New iPhones can’t be broken into, others will follow
Apple’s new operating system changed the encryption game, perhaps forever. A few days ago, the company told a federal judge in the US that “in most cases now and in the future” it would be impossible for it to access data on password-protected iPhones—for devices running iOS 8 or higher—since the security features were such that the passwords were generated by the phone itself. In a debate with the National Security Agency’s director Michael Rogers, Apple CEO Tim Cook was quite forthright and said “you can’t have a back door in the software, because you can’t have a back door that’s only for the good guys”. Nor is it just Apple that is saying this. Several other US firms like Google and Microsoft, and some of America’s top cryptographers have echoed the same message, of millions of Americans being vulnerable to hackers if tech firms were required to either provide “back doors” for the government or provide access to their source code or encryption keys. While intelligence agencies, the New York Times reported, are understandably upset at what FBI chief James Comey called the “going dark” problem, the fact is the US government appears to be buying the tech firms’ argument. According to NYT, the Obama administration has backed down on its demand seeking encrypted data since this could create an opportunity that China and others, including cybercriminals and terrorists, could exploit.
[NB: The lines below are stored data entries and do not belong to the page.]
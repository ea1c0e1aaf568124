use actix_web::{web, HttpResponse};

use sf_core::repositories::{OrderRepository, ProductRepository, UserRepository};
use sf_core::services::auth::PasswordHasherTrait;

use crate::handlers::ApiError;
use crate::middleware::OptionalAuth;
use crate::state::AppState;

/// Handler for GET /api/auth/me
pub async fn me<U, H, P, O>(
    state: web::Data<AppState<U, H, P, O>>,
    auth: OptionalAuth,
) -> Result<HttpResponse, ApiError>
where
    U: UserRepository + 'static,
    H: PasswordHasherTrait + 'static,
    P: ProductRepository + 'static,
    O: OrderRepository + 'static,
{
    let profile = state.auth_service.profile(auth.caller()).await?;
    Ok(HttpResponse::Ok().json(profile))
}
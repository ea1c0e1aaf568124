pub mod error;
pub mod health;

pub use error::ApiError;
//! Product entity for the catalogue.

use chrono::{DateTime, Utc};
use rust_decimal::Decimal;
use serde::{Deserialize, Serialize};
use uuid::Uuid;

/// A product that can be ordered
#[derive(Debug, Clone, PartialEq, Eq, Serialize, Deserialize)]
pub struct Product {
    pub id: Uuid,
    pub name: String,
    pub description: String,
    /// Unit price, serialized as a decimal string
    pub price: Decimal,
    /// Image reference (URL or path)
    pub image_url: String,
    pub created_at: DateTime<Utc>,
}

/// Input for creating a product
#[derive(Debug, Clone, PartialEq, Eq, Serialize, Deserialize)]
pub struct NewProduct {
    pub name: String,
    pub description: String,
    pub price: Decimal,
    pub image_url: String,
}

impl Product {
    pub fn new(input: NewProduct) -> Self {
        Self {
            id: Uuid::new_v4(),
            name: input.name,
            description: input.description,
            price: input.price,
            image_url: input.image_url,
            created_at: super::now_micros(),
        }
    }
}
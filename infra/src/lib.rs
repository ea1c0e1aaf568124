//! # Infrastructure Layer
//!
//! Concrete implementations of the core repository and hashing traits:
//!
//! - **Database**: MySQL connection pool, schema migrations and repositories using SQLx
//! - **Password**: bcrypt hashing run on the blocking thread pool
//!
//! ## Features
//!
//! - `mysql`: Enable MySQL database support (default)

use sf_core::errors::DomainError;

/// Database module - MySQL implementations using SQLx
#[cfg(feature = "mysql")]
pub mod database;

/// Password hashing implementations
pub mod password;

pub use password::BcryptPasswordHasher;

/// Infrastructure-specific error types
#[derive(Debug, thiserror::Error)]
pub enum InfrastructureError {
    /// Database connection or query error
    #[error("Database error: {0}")]
    Database(#[from] sqlx::Error),

    /// Schema migration failure
    #[error("Migration error: {0}")]
    Migration(String),

    /// Configuration error
    #[error("Configuration error: {0}")]
    Config(String),
}

impl From<InfrastructureError> for DomainError {
    fn from(error: InfrastructureError) -> Self {
        DomainError::internal(error.to_string())
    }
}
use actix_web::{web, HttpResponse};

use sf_core::domain::value_objects::Caller;
use sf_core::repositories::{OrderRepository, ProductRepository, UserRepository};
use sf_core::services::auth::PasswordHasherTrait;

use crate::dto::CreateOrderRequest;
use crate::handlers::ApiError;
use crate::middleware::OptionalAuth;
use crate::routes::parse_json;
use crate::state::AppState;

/// Handler for POST /api/orders
///
/// # Request Body
///
/// ```json
/// { "product_id": "2f1c...", "card_number": "1234567890123456" }
/// ```
///
/// # Response
///
/// * `201 Created` - order with `status: "paid"` and the card's last four digits
/// * `400` - malformed body or card number
/// * `401` - no credentials, checked before the body is read
/// * `402` - card declined
/// * `404` - unknown product
pub async fn create_order<U, H, P, O>(
    state: web::Data<AppState<U, H, P, O>>,
    auth: OptionalAuth,
    body: web::Bytes,
) -> Result<HttpResponse, ApiError>
where
    U: UserRepository + 'static,
    H: PasswordHasherTrait + 'static,
    P: ProductRepository + 'static,
    O: OrderRepository + 'static,
{
    let caller = Caller::require(auth.caller())?;
    let request: CreateOrderRequest = parse_json(&body)?;

    let order = state
        .order_service
        .place_order(Some(caller), request.product_uuid(), request.card_number())
        .await?;

    Ok(HttpResponse::Created().json(order))
}
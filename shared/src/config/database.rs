//! Database configuration module

use serde::{Deserialize, Serialize};

/// Database configuration for MySQL connections
#[derive(Debug, Clone, Deserialize, Serialize)]
pub struct DatabaseConfig {
    /// Database connection URL; `None` selects the in-memory store
    #[serde(default)]
    pub url: Option<String>,

    /// Maximum number of connections in the pool
    pub max_connections: u32,

    /// Connection timeout in seconds
    pub connect_timeout: u64,

    /// Idle connection timeout in seconds
    pub idle_timeout: u64,

    /// Maximum lifetime of a connection in seconds
    pub max_lifetime: u64,

    /// Run schema migrations on startup
    #[serde(default = "default_run_migrations")]
    pub run_migrations: bool,
}

impl Default for DatabaseConfig {
    fn default() -> Self {
        Self {
            url: None,
            max_connections: 10,
            connect_timeout: 30,
            idle_timeout: 600,
            max_lifetime: 1800,
            run_migrations: default_run_migrations(),
        }
    }
}

impl DatabaseConfig {
    /// Create from environment variables
    pub fn from_env() -> Self {
        let url = std::env::var("DATABASE_URL").ok().filter(|u| !u.is_empty());
        let max_connections = std::env::var("DATABASE_MAX_CONNECTIONS")
            .unwrap_or_else(|_| "10".to_string())
            .parse()
            .unwrap_or(10);
        let connect_timeout = std::env::var("DATABASE_CONNECT_TIMEOUT")
            .unwrap_or_else(|_| "30".to_string())
            .parse()
            .unwrap_or(30);
        let run_migrations = std::env::var("DATABASE_RUN_MIGRATIONS")
            .map(|v| v != "false" && v != "0")
            .unwrap_or(true);

        Self {
            url,
            max_connections,
            connect_timeout,
            run_migrations,
            ..Default::default()
        }
    }

    /// Create a new database configuration with URL
    pub fn new(url: impl Into<String>) -> Self {
        Self {
            url: Some(url.into()),
            ..Default::default()
        }
    }

    /// Set the maximum number of connections
    pub fn with_max_connections(mut self, max: u32) -> Self {
        self.max_connections = max;
        self
    }

    /// Whether a database URL is configured
    pub fn is_configured(&self) -> bool {
        self.url.is_some()
    }
}

fn default_run_migrations() -> bool {
    true
}
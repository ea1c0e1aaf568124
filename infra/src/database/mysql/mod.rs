//! MySQL repository implementations

mod order_repository_impl;
mod product_repository_impl;
mod user_repository_impl;

pub use order_repository_impl::MySqlOrderRepository;
pub use product_repository_impl::MySqlProductRepository;
pub use user_repository_impl::MySqlUserRepository;

use sf_core::errors::DomainError;
use uuid::Uuid;

/// Wraps a query failure as an internal domain error, logging the cause
pub(crate) fn query_error(context: &'static str) -> impl Fn(sqlx::Error) -> DomainError {
    move |e| {
        tracing::error!(error = %e, context, "Database query failed");
        DomainError::internal(format!("{}: {}", context, e))
    }
}

pub(crate) fn column_error(column: &'static str) -> impl Fn(sqlx::Error) -> DomainError {
    move |e| DomainError::internal(format!("Failed to get {}: {}", column, e))
}

pub(crate) fn parse_uuid(value: &str) -> Result<Uuid, DomainError> {
    Uuid::parse_str(value).map_err(|e| DomainError::internal(format!("Invalid UUID: {}", e)))
}
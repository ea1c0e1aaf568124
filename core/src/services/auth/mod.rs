//! Authentication service module
//!
//! Username/password registration and login, profile lookup and
//! out-of-band admin provisioning. Password hashing is delegated to a
//! [`PasswordHasherTrait`] implementation supplied by the infrastructure
//! layer.

mod config;
mod password;
mod service;
mod validation;

#[cfg(test)]
mod tests;

pub use config::AuthServiceConfig;
pub use password::PasswordHasherTrait;
pub use service::AuthService;
pub use validation::{validate_password, validate_username, MAX_USERNAME_LENGTH};
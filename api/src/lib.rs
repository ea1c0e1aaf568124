//! HTTP layer for the Storefront backend.
//!
//! Exposes [`app::create_app`] so the binary and the integration tests
//! build exactly the same service tree.

pub mod app;
pub mod config;
pub mod dto;
pub mod handlers;
pub mod middleware;
pub mod routes;
pub mod state;
pub mod telemetry;
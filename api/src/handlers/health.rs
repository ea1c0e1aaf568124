use actix_web::{web, HttpResponse};
use sf_core::repositories::{OrderRepository, ProductRepository, UserRepository};
use sf_core::services::auth::PasswordHasherTrait;
use sf_shared::{HealthResponse, HealthStatus};

use crate::state::AppState;

/// GET /health
///
/// Reports 503 when the configured database does not answer.
pub async fn health_check<U, H, P, O>(state: web::Data<AppState<U, H, P, O>>) -> HttpResponse
where
    U: UserRepository + 'static,
    H: PasswordHasherTrait + 'static,
    P: ProductRepository + 'static,
    O: OrderRepository + 'static,
{
    let status = match &state.database {
        Some(pool) => match pool.health_check().await {
            Ok(true) => HealthStatus::Healthy,
            Ok(false) => HealthStatus::Degraded,
            Err(_) => HealthStatus::Unhealthy,
        },
        None => HealthStatus::Healthy,
    };

    let body = HealthResponse::new(
        status,
        "storefront-api",
        env!("CARGO_PKG_VERSION"),
        state.storage(),
    );

    match status {
        HealthStatus::Unhealthy => HttpResponse::ServiceUnavailable().json(body),
        _ => HttpResponse::Ok().json(body),
    }
}
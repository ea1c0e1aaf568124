//! Value objects representing immutable domain concepts.

pub mod auth_response;
pub mod caller;

// Re-export commonly used types
pub use auth_response::{AuthResponse, UserProfile};
pub use caller::Caller;
//! Client for the remote image-scoring service.
//!
//! The service accepts a base64-encoded image wrapped in a one-element JSON
//! array and answers with a double-encoded detection payload (a one-element
//! JSON array whose single string element is itself JSON). This crate owns
//! that wire contract end to end: image acquisition, request construction,
//! and response envelope decoding. Payload normalization lives in
//! `boxscore-models`.
//!
//! One scoring call is one HTTP round trip: no retries, no backoff, no
//! shared state. Callers own any retry policy.

pub mod client;
pub mod config;
pub mod envelope;
pub mod error;

pub use client::ScoringClient;
pub use config::ScoringConfig;
pub use envelope::{decode_envelope, Parameters, ScoreRequestItem};
pub use error::{ClientError, ClientResult};
//! Scoring client error types.

use std::path::PathBuf;

use thiserror::Error;

/// Result type for scoring operations.
pub type ClientResult<T> = Result<T, ClientError>;

/// Errors that can occur during a scoring call.
///
/// Variants that involve a response always carry the raw body text; it is
/// the only evidence left once the call has failed.
#[derive(Debug, Error)]
pub enum ClientError {
    #[error("transport error: {0}")]
    Transport(#[from] reqwest::Error),

    #[error("scoring endpoint returned {status}: {body}")]
    Status {
        status: reqwest::StatusCode,
        body: String,
    },

    #[error("image fetch from {url} returned {status}")]
    ImageFetch {
        url: String,
        status: reqwest::StatusCode,
    },

    #[error("malformed response envelope: {detail}; body: {body}")]
    MalformedResponse { detail: String, body: String },

    #[error("invalid endpoint URL {url:?}: {source}")]
    InvalidEndpoint {
        url: String,
        #[source]
        source: url::ParseError,
    },

    #[error("failed to read image file {path}: {source}")]
    ImageRead {
        path: PathBuf,
        #[source]
        source: std::io::Error,
    },

    #[error(transparent)]
    Decode(#[from] boxscore_models::DecodeError),
}

impl ClientError {
    pub fn malformed(detail: impl Into<String>, body: impl Into<String>) -> Self {
        Self::MalformedResponse {
            detail: detail.into(),
            body: body.into(),
        }
    }
}
//! Scoring client configuration.

use std::time::Duration;

/// Configuration for the scoring client.
///
/// Explicit and passed in at construction; the client keeps no ambient
/// global state.
#[derive(Debug, Clone)]
pub struct ScoringConfig {
    /// URL of the scoring endpoint (the full POST target)
    pub endpoint: String,
    /// Bearer token for the `Authorization` header, if the service needs one
    pub auth_token: Option<String>,
    /// Request timeout, applied to both scoring and image fetches
    pub timeout: Duration,
}

impl Default for ScoringConfig {
    fn default() -> Self {
        Self {
            endpoint: "http://localhost:8080/score".to_string(),
            auth_token: None,
            timeout: Duration::from_secs(30),
        }
    }
}

impl ScoringConfig {
    /// Create a config for the given endpoint with default timeout.
    pub fn new(endpoint: impl Into<String>) -> Self {
        Self {
            endpoint: endpoint.into(),
            ..Self::default()
        }
    }

    /// Create config from environment variables.
    pub fn from_env() -> Self {
        Self {
            endpoint: std::env::var("BOXSCORE_ENDPOINT")
                .unwrap_or_else(|_| "http://localhost:8080/score".to_string()),
            auth_token: std::env::var("BOXSCORE_AUTH_TOKEN").ok(),
            timeout: Duration::from_secs(
                std::env::var("BOXSCORE_TIMEOUT_SECS")
                    .ok()
                    .and_then(|s| s.parse().ok())
                    .unwrap_or(30),
            ),
        }
    }

    pub fn with_auth_token(mut self, token: impl Into<String>) -> Self {
        self.auth_token = Some(token.into());
        self
    }

    pub fn with_timeout(mut self, timeout: Duration) -> Self {
        self.timeout = timeout;
        self
    }
}

#[cfg(test)]
mod tests {
    use super::*;

    #[test]
    fn test_config_defaults() {
        let config = ScoringConfig::default();
        assert_eq!(config.endpoint, "http://localhost:8080/score");
        assert_eq!(config.timeout, Duration::from_secs(30));
        assert!(config.auth_token.is_none());
    }

    #[test]
    fn test_builder_helpers() {
        let config = ScoringConfig::new("https://scoring.example/score")
            .with_auth_token("secret")
            .with_timeout(Duration::from_secs(5));
        assert_eq!(config.endpoint, "https://scoring.example/score");
        assert_eq!(config.auth_token.as_deref(), Some("secret"));
        assert_eq!(config.timeout, Duration::from_secs(5));
    }
}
India’s encryption policy is still in the works, but this is a challenge it will now have to address. The draft encryption policy, hastily withdrawn after civil society ripped into it last month, seemed heavily influenced by the intelligence agencies’ needs and, for instance, required users of even WhatsApp type of services to keep their messages for 90 days and, if required by law, make them available to the government. The policy, of course, had other aspects which were impossible to implement—it expected service providers located outside India to enter into an agreement with the government for providing encryption services; presumably that meant the encryption codes would have to be given to the government. In the past, there has been a pitched battle with BlackBerry on providing encryption codes while the firm argued that these codes were generated by users and not by it—the diktat that BlackBerry locate its servers in India was also part of the same mindset; indeed, while the DoT allows a maximum encryption level of 40-bit keys, presumably to make life easier for intelligence agencies, RBI specifies that banks use at least 128-bit encryption keys. With higher encryption now the norm, and even built into operating systems of phones like Apple’s, it is obvious the nature of the game has changed dramatically—as it had to, given how with billions of dollars of revenues riding upon security, every tech firm has a huge interest in investing in providing what users want. Indian intelligence agencies, and the new encryption policy, will have to adjust to this new reality.